Ashwani Sharma (born 23 January 1964) is an Indian politician and the current Bharatiya Janta Party (BJP) Punjab president. He is a member of Punjab Legislative Assembly and currently representing Pathankot Assembly constituency.

Early life
Sharma was born in a lower-middle-class  Punjabi Hindu family on 23 January 1964. His father Pandit Uma Dutt Sharma was a devoted Hindu, a renowned pandit (priest) and astrologer in the district Gurdaspur. His family had migrated to Gurdaspur from Sialkot after partition.

Ashwani Kumar Sharma did his early schooling from Vivekananda Model High School, Pathankot and went to do his graduation from Guru Nanak Dev University in Bachelor of Arts.

Politics
Sharma was involved with RSS. During his college days in Pathankot, he was a member of ABVP. 
After a successful term he was appointed General Secretary BJP Punjab from 2007 to 2010. Meanwhile, he became Chairman of District Planning Board Gurdaspur. He was made State President in 2010.

He was made the President B.J.Y.M. (Pb) in 2004. After a successful term he was appointed General Secretary BJP Punjab from 2007 to 2010.

MLA
He became Chairman of District Planning Board Gurdaspur.

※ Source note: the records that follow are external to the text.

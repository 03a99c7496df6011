//! # Sync Cursor Repository
//!
//! Per entity type, the time of the last pull that merged at least one
//! record. The next pull asks the master for records changed since then.
//!
//! Cursors only move forward: advancing to an earlier instant is ignored.

use chrono::{DateTime, Utc};
use serde::Serialize;
use sqlx::SqlitePool;
use tracing::{debug, info};

use crate::error::DbResult;

/// A stored pull cursor.
#[derive(Debug, Clone, PartialEq, Serialize, sqlx::FromRow)]
pub struct SyncCursor {
    pub entity_type: String,
    pub cursor_at: DateTime<Utc>,
    pub updated_at: DateTime<Utc>,
}

/// Repository for pull cursors.
#[derive(Debug, Clone)]
pub struct SyncCursorRepository {
    pool: SqlitePool,
}

impl SyncCursorRepository {
    /// Creates a new SyncCursorRepository.
    pub fn new(pool: SqlitePool) -> Self {
        SyncCursorRepository { pool }
    }

    /// Gets the cursor for an entity type, if one was ever stored.
    pub async fn get(&self, entity_type: &str) -> DbResult<Option<DateTime<Utc>>> {
        let cursor: Option<DateTime<Utc>> =
            sqlx::query_scalar("SELECT cursor_at FROM sync_cursors WHERE entity_type = ?1")
                .bind(entity_type)
                .fetch_optional(&self.pool)
                .await?;

        Ok(cursor)
    }

    /// Gets the cursor, falling back to `default_start` for a type that has
    /// never been pulled. The fallback is not persisted.
    pub async fn get_or(
        &self,
        entity_type: &str,
        default_start: DateTime<Utc>,
    ) -> DbResult<DateTime<Utc>> {
        Ok(self.get(entity_type).await?.unwrap_or(default_start))
    }

    /// Moves the cursor forward to `at`.
    ///
    /// ## Returns
    /// `true` if the stored cursor changed.
    pub async fn advance(&self, entity_type: &str, at: DateTime<Utc>) -> DbResult<bool> {
        let now = Utc::now();

        let result = sqlx::query(
            r#"
            INSERT INTO sync_cursors (entity_type, cursor_at, updated_at)
            VALUES (?1, ?2, ?3)
            ON CONFLICT (entity_type) DO UPDATE SET
                cursor_at = excluded.cursor_at,
                updated_at = excluded.updated_at
            WHERE excluded.cursor_at > sync_cursors.cursor_at
            "#,
        )
        .bind(entity_type)
        .bind(at)
        .bind(now)
        .execute(&self.pool)
        .await?;

        let moved = result.rows_affected() > 0;
        debug!(entity_type = %entity_type, cursor = %at, moved, "Advance pull cursor");
        Ok(moved)
    }

    /// Forgets the cursor so the next pull starts from the default date.
    pub async fn reset(&self, entity_type: &str) -> DbResult<bool> {
        let result = sqlx::query("DELETE FROM sync_cursors WHERE entity_type = ?1")
            .bind(entity_type)
            .execute(&self.pool)
            .await?;

        info!(entity_type = %entity_type, "Pull cursor reset");
        Ok(result.rows_affected() > 0)
    }

    /// Lists all stored cursors by entity type.
    pub async fn list(&self) -> DbResult<Vec<SyncCursor>> {
        let cursors = sqlx::query_as::<_, SyncCursor>(
            "SELECT entity_type, cursor_at, updated_at FROM sync_cursors ORDER BY entity_type",
        )
        .fetch_all(&self.pool)
        .await?;

        Ok(cursors)
    }
}

#[cfg(test)]
mod tests {
    use super::*;
    use crate::pool::{Database, DbConfig};
    use chrono::{Duration, TimeZone};

    #[tokio::test]
    async fn test_missing_cursor_uses_default() {
        let db = Database::new(DbConfig::in_memory()).await.unwrap();
        let cursors = db.cursors();
        let default = Utc.with_ymd_and_hms(2000, 1, 1, 0, 0, 0).unwrap();

        assert_eq!(cursors.get("orders").await.unwrap(), None);
        assert_eq!(cursors.get_or("orders", default).await.unwrap(), default);
    }

    #[tokio::test]
    async fn test_cursor_only_moves_forward() {
        let db = Database::new(DbConfig::in_memory()).await.unwrap();
        let cursors = db.cursors();
        let t1 = Utc.with_ymd_and_hms(2024, 5, 1, 12, 0, 0).unwrap();

        assert!(cursors.advance("orders", t1).await.unwrap());
        assert!(!cursors.advance("orders", t1 - Duration::hours(1)).await.unwrap());
        assert_eq!(cursors.get("orders").await.unwrap(), Some(t1));

        let t2 = t1 + Duration::minutes(5);
        assert!(cursors.advance("orders", t2).await.unwrap());
        assert_eq!(cursors.get("orders").await.unwrap(), Some(t2));
    }

    #[tokio::test]
    async fn test_reset_and_list() {
        let db = Database::new(DbConfig::in_memory()).await.unwrap();
        let cursors = db.cursors();
        let t = Utc.with_ymd_and_hms(2024, 5, 1, 12, 0, 0).unwrap();

        cursors.advance("orders", t).await.unwrap();
        cursors.advance("customers", t).await.unwrap();

        let listed: Vec<_> = cursors
            .list()
            .await
            .unwrap()
            .into_iter()
            .map(|c| c.entity_type)
            .collect();
        assert_eq!(listed, vec!["customers", "orders"]);

        assert!(cursors.reset("orders").await.unwrap());
        assert_eq!(cursors.get("orders").await.unwrap(), None);
    }
}
//! # Cycle Reports
//!
//! What a sync cycle hands back to its caller.
//!
//! ```text
//! CycleReport
//! ├── postponed            true when the probe found no network
//! ├── pull: PhaseResult    success, message, total, per-entity outcomes
//! └── push: PhaseResult
//! ```
//!
//! A phase's `success` only says the phase itself ran. Partial failure is
//! visible in the per-entity outcomes, see [`PhaseResult::failed_entities`].

use chrono::{DateTime, Utc};
use serde::Serialize;

/// Result of one phase for one entity type.
#[derive(Debug, Clone, PartialEq, Serialize)]
pub struct EntityOutcome {
    pub entity_type: String,
    pub success: bool,

    /// Records applied (pull) or entries sent (push).
    pub count: usize,

    /// Pull: records skipped by the timestamp rule.
    pub skipped: usize,

    /// Records or entries rejected individually (bad id, unreadable row).
    pub rejected: usize,

    #[serde(skip_serializing_if = "Option::is_none")]
    pub error: Option<String>,
}

impl EntityOutcome {
    /// A successful outcome.
    pub fn ok(entity_type: &str, count: usize, skipped: usize, rejected: usize) -> Self {
        EntityOutcome {
            entity_type: entity_type.to_string(),
            success: true,
            count,
            skipped,
            rejected,
            error: None,
        }
    }

    /// A failed outcome carrying the reason.
    pub fn failed(entity_type: &str, error: impl ToString) -> Self {
        EntityOutcome {
            entity_type: entity_type.to_string(),
            success: false,
            count: 0,
            skipped: 0,
            rejected: 0,
            error: Some(error.to_string()),
        }
    }
}

/// Aggregate result of one phase (pull or push) across entity types.
#[derive(Debug, Clone, PartialEq, Serialize)]
pub struct PhaseResult {
    pub success: bool,
    pub message: String,
    pub total: usize,
    pub entities: Vec<EntityOutcome>,
}

impl PhaseResult {
    /// A phase that did nothing, with the reason.
    pub fn empty(message: impl Into<String>) -> Self {
        PhaseResult {
            success: true,
            message: message.into(),
            total: 0,
            entities: Vec::new(),
        }
    }

    /// Builds the phase summary. `verb` reads like "Pulled" or "Pushed".
    pub fn from_outcomes(verb: &str, entities: Vec<EntityOutcome>) -> Self {
        let total = entities.iter().map(|e| e.count).sum();
        let failed = entities.iter().filter(|e| !e.success).count();

        let mut message = format!(
            "{} {} records across {} entity types",
            verb,
            total,
            entities.len()
        );
        if failed > 0 {
            message.push_str(&format!(" ({} failed)", failed));
        }

        PhaseResult {
            success: true,
            message,
            total,
            entities,
        }
    }

    /// Entity types whose phase failed.
    pub fn failed_entities(&self) -> impl Iterator<Item = &EntityOutcome> {
        self.entities.iter().filter(|e| !e.success)
    }

    /// Looks up the outcome for one entity type.
    pub fn outcome(&self, entity_type: &str) -> Option<&EntityOutcome> {
        self.entities.iter().find(|e| e.entity_type == entity_type)
    }
}

/// Result of one sync cycle.
#[derive(Debug, Clone, PartialEq, Serialize)]
pub struct CycleReport {
    /// When the cycle started. Pull cursors advance to this instant.
    pub started_at: DateTime<Utc>,
    pub finished_at: DateTime<Utc>,

    /// The probe found no network; nothing was attempted.
    pub postponed: bool,

    /// Entries recovered from an interrupted earlier cycle.
    pub stale_requeued: u64,

    pub pull: PhaseResult,
    pub push: PhaseResult,
}

impl CycleReport {
    /// A cycle that stopped before touching any entity type.
    pub fn short_circuit(started_at: DateTime<Utc>, postponed: bool, message: &str) -> Self {
        CycleReport {
            started_at,
            finished_at: Utc::now(),
            postponed,
            stale_requeued: 0,
            pull: PhaseResult::empty(message),
            push: PhaseResult::empty(message),
        }
    }

    /// True if every entity type succeeded in both phases.
    pub fn is_clean(&self) -> bool {
        self.pull.failed_entities().next().is_none() && self.push.failed_entities().next().is_none()
    }
}

#[cfg(test)]
mod tests {
    use super::*;

    #[test]
    fn test_phase_summary_counts_failures() {
        let phase = PhaseResult::from_outcomes(
            "Pushed",
            vec![
                EntityOutcome::ok("orders", 3, 0, 0),
                EntityOutcome::failed("customers", "Master returned HTTP 500: boom"),
            ],
        );

        assert!(phase.success);
        assert_eq!(phase.total, 3);
        assert_eq!(phase.message, "Pushed 3 records across 2 entity types (1 failed)");
        assert_eq!(phase.failed_entities().count(), 1);
        assert!(phase.outcome("customers").unwrap().error.is_some());
    }

    #[test]
    fn test_short_circuit_report_is_clean() {
        let report = CycleReport::short_circuit(Utc::now(), true, "Offline");
        assert!(report.postponed);
        assert!(report.is_clean());
        assert_eq!(report.pull.total, 0);

        let json = serde_json::to_value(&report).unwrap();
        assert_eq!(json["postponed"], serde_json::json!(true));
        assert_eq!(json["push"]["message"], serde_json::json!("Offline"));
    }
}
//! # Database Pool Management
//!
//! Connection pool creation and configuration for SQLite.
//!
//! ## Architecture
//! ```text
//! ┌─────────────────────────────────────────────────────────────────────────┐
//! │                      Database Connection Pool                           │
//! │                                                                         │
//! │  sync-cycle startup / host application                                 │
//! │       │                                                                 │
//! │       ▼                                                                 │
//! │  DbConfig::new(path) ← Configure pool settings                         │
//! │       │                                                                 │
//! │       ▼                                                                 │
//! │  Database::new(config).await ← Create pool + run migrations            │
//! │       │                                                                 │
//! │       ├──► db.change_log()      ChangeLogRepository                    │
//! │       ├──► db.cursors()         SyncCursorRepository                   │
//! │       └──► db.entity("orders")  EntityTable (with change hooks)        │
//! │                                                                         │
//! └─────────────────────────────────────────────────────────────────────────┘
//! ```
//!
//! ## WAL Mode
//! SQLite WAL mode is enabled so business writes from the host application
//! are not blocked while a sync cycle reads the change log.

use sqlx::sqlite::{SqliteConnectOptions, SqliteJournalMode, SqlitePoolOptions, SqliteSynchronous};
use sqlx::SqlitePool;
use std::path::PathBuf;
use std::str::FromStr;
use std::time::Duration;
use tracing::{debug, info};

use crate::error::{DbError, DbResult};
use crate::migrations;
use crate::repository::change_log::ChangeLogRepository;
use crate::repository::cursor::SyncCursorRepository;
use crate::repository::entity::EntityTable;

// =============================================================================
// Configuration
// =============================================================================

/// Database configuration.
///
/// ## Example
/// ```rust,ignore
/// let config = DbConfig::new("/var/lib/app/app.db")
///     .max_connections(5)
///     .track_changes(true);
/// ```
#[derive(Debug, Clone)]
pub struct DbConfig {
    /// Path to the SQLite database file.
    pub database_path: PathBuf,

    /// Maximum number of connections in the pool.
    /// Default: 5
    pub max_connections: u32,

    /// Minimum number of connections to keep alive.
    /// Default: 1
    pub min_connections: u32,

    /// Connection timeout duration.
    /// Default: 30 seconds
    pub connect_timeout: Duration,

    /// Idle timeout before closing a connection.
    /// Default: 10 minutes
    pub idle_timeout: Duration,

    /// Whether to run migrations on connect.
    /// Default: true
    pub run_migrations: bool,

    /// Whether local entity writes are recorded in the change log.
    /// Default: true
    pub track_changes: bool,
}

impl DbConfig {
    /// Creates a new database configuration with the given path.
    ///
    /// The file is created if it doesn't exist.
    pub fn new(path: impl Into<PathBuf>) -> Self {
        DbConfig {
            database_path: path.into(),
            max_connections: 5,
            min_connections: 1,
            connect_timeout: Duration::from_secs(30),
            idle_timeout: Duration::from_secs(600),
            run_migrations: true,
            track_changes: true,
        }
    }

    /// Sets the maximum number of connections.
    pub fn max_connections(mut self, max: u32) -> Self {
        self.max_connections = max;
        self
    }

    /// Sets the minimum number of connections.
    pub fn min_connections(mut self, min: u32) -> Self {
        self.min_connections = min;
        self
    }

    /// Sets the connection timeout.
    pub fn connect_timeout(mut self, timeout: Duration) -> Self {
        self.connect_timeout = timeout;
        self
    }

    /// Sets whether to run migrations on connect.
    pub fn run_migrations(mut self, run: bool) -> Self {
        self.run_migrations = run;
        self
    }

    /// Sets whether local writes are recorded in the change log.
    pub fn track_changes(mut self, enabled: bool) -> Self {
        self.track_changes = enabled;
        self
    }

    /// Creates an in-memory database configuration (for testing).
    pub fn in_memory() -> Self {
        DbConfig {
            database_path: PathBuf::from(":memory:"),
            max_connections: 1, // In-memory requires single connection
            min_connections: 1,
            connect_timeout: Duration::from_secs(5),
            idle_timeout: Duration::from_secs(60),
            run_migrations: true,
            track_changes: true,
        }
    }
}

// =============================================================================
// Database
// =============================================================================

/// Main database handle providing repository access.
#[derive(Debug, Clone)]
pub struct Database {
    /// The SQLite connection pool.
    pool: SqlitePool,

    /// Change-log switch handed to every entity table.
    track_changes: bool,
}

impl Database {
    /// Creates a new database connection pool.
    ///
    /// ## What This Does
    /// 1. Creates the database file if it doesn't exist
    /// 2. Configures SQLite: WAL mode, NORMAL synchronous, foreign keys on
    /// 3. Creates the connection pool
    /// 4. Runs migrations (if enabled)
    pub async fn new(config: DbConfig) -> DbResult<Self> {
        info!(
            path = %config.database_path.display(),
            "Initializing database connection"
        );

        let connect_url = format!("sqlite://{}?mode=rwc", config.database_path.display());

        let connect_options = SqliteConnectOptions::from_str(&connect_url)
            .map_err(|e| DbError::ConnectionFailed(e.to_string()))?
            .journal_mode(SqliteJournalMode::Wal)
            .synchronous(SqliteSynchronous::Normal)
            .foreign_keys(true)
            .create_if_missing(true);

        debug!("Connection options configured");

        let pool = SqlitePoolOptions::new()
            .max_connections(config.max_connections)
            .min_connections(config.min_connections)
            .acquire_timeout(config.connect_timeout)
            .idle_timeout(Some(config.idle_timeout))
            .connect_with(connect_options)
            .await
            .map_err(|e| DbError::ConnectionFailed(e.to_string()))?;

        info!(
            max_connections = config.max_connections,
            track_changes = config.track_changes,
            "Database pool created"
        );

        let db = Database {
            pool,
            track_changes: config.track_changes,
        };

        if config.run_migrations {
            db.run_migrations().await?;
        }

        Ok(db)
    }

    /// Wraps an existing pool (the host application's own pool).
    ///
    /// Migrations are not run; call [`Database::run_migrations`] if needed.
    pub fn from_pool(pool: SqlitePool, track_changes: bool) -> Self {
        Database {
            pool,
            track_changes,
        }
    }

    /// Runs database migrations.
    pub async fn run_migrations(&self) -> DbResult<()> {
        info!("Running database migrations");
        migrations::run_migrations(&self.pool).await?;
        info!("Migrations complete");
        Ok(())
    }

    /// Returns a reference to the connection pool.
    pub fn pool(&self) -> &SqlitePool {
        &self.pool
    }

    /// Returns true if local writes are recorded in the change log.
    pub fn tracks_changes(&self) -> bool {
        self.track_changes
    }

    /// Returns the change log repository.
    pub fn change_log(&self) -> ChangeLogRepository {
        ChangeLogRepository::new(self.pool.clone(), self.track_changes)
    }

    /// Returns the pull cursor repository.
    pub fn cursors(&self) -> SyncCursorRepository {
        SyncCursorRepository::new(self.pool.clone())
    }

    /// Returns the storage handle for one entity type.
    ///
    /// ## Errors
    /// `DbError::Invalid` if `table` is not a safe identifier. Whether the
    /// table exists is checked separately with [`EntityTable::exists`].
    pub fn entity(&self, table: &str) -> DbResult<EntityTable> {
        EntityTable::new(self.pool.clone(), table, self.change_log())
    }

    /// Lists user tables and views, excluding the sync machinery's own.
    ///
    /// Order is by name, so discovery is deterministic.
    pub async fn list_user_tables(&self) -> DbResult<Vec<String>> {
        let names: Vec<String> = sqlx::query_scalar(
            "SELECT name FROM sqlite_master WHERE type IN ('table', 'view') ORDER BY name",
        )
        .fetch_all(&self.pool)
        .await?;

        Ok(names
            .into_iter()
            .filter(|name| !migrations::is_internal_table(name))
            .collect())
    }

    /// Closes the database connection pool.
    pub async fn close(&self) {
        info!("Closing database connection pool");
        self.pool.close().await;
    }

    /// Checks if the database is healthy (can execute queries).
    pub async fn health_check(&self) -> bool {
        sqlx::query("SELECT 1").execute(&self.pool).await.is_ok()
    }
}

// =============================================================================
// Unit Tests
// =============================================================================

#[cfg(test)]
mod tests {
    use super::*;

    #[tokio::test]
    async fn test_in_memory_database() {
        let db = Database::new(DbConfig::in_memory()).await.unwrap();
        assert!(db.health_check().await);
        assert!(db.tracks_changes());
    }

    #[tokio::test]
    async fn test_config_builder() {
        let config = DbConfig::new("/tmp/test.db")
            .max_connections(10)
            .min_connections(2)
            .track_changes(false);

        assert_eq!(config.max_connections, 10);
        assert_eq!(config.min_connections, 2);
        assert!(!config.track_changes);
    }

    #[tokio::test]
    async fn test_list_user_tables_hides_internal_tables() {
        let db = Database::new(DbConfig::in_memory()).await.unwrap();
        sqlx::query("CREATE TABLE orders (id INTEGER PRIMARY KEY)")
            .execute(db.pool())
            .await
            .unwrap();
        sqlx::query("CREATE VIEW order_ids AS SELECT id FROM orders")
            .execute(db.pool())
            .await
            .unwrap();

        let tables = db.list_user_tables().await.unwrap();
        assert_eq!(tables, vec!["order_ids".to_string(), "orders".to_string()]);
    }

    #[tokio::test]
    async fn test_closed_pool_is_unhealthy() {
        let db = Database::new(DbConfig::in_memory()).await.unwrap();
        db.close().await;
        assert!(!db.health_check().await);
    }
}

He was elected as BJP Punjab State President in 2010. Under his leadership party performed exceptionally well in 2012 legislative elections by winning all the Vidhan Sabha seats for BJP in Dist. Pathankot and contributed in building SAD-BJP alliance and was able to repeat the coalition government in Punjab after 43 years and also became member of legislative assembly in 2012.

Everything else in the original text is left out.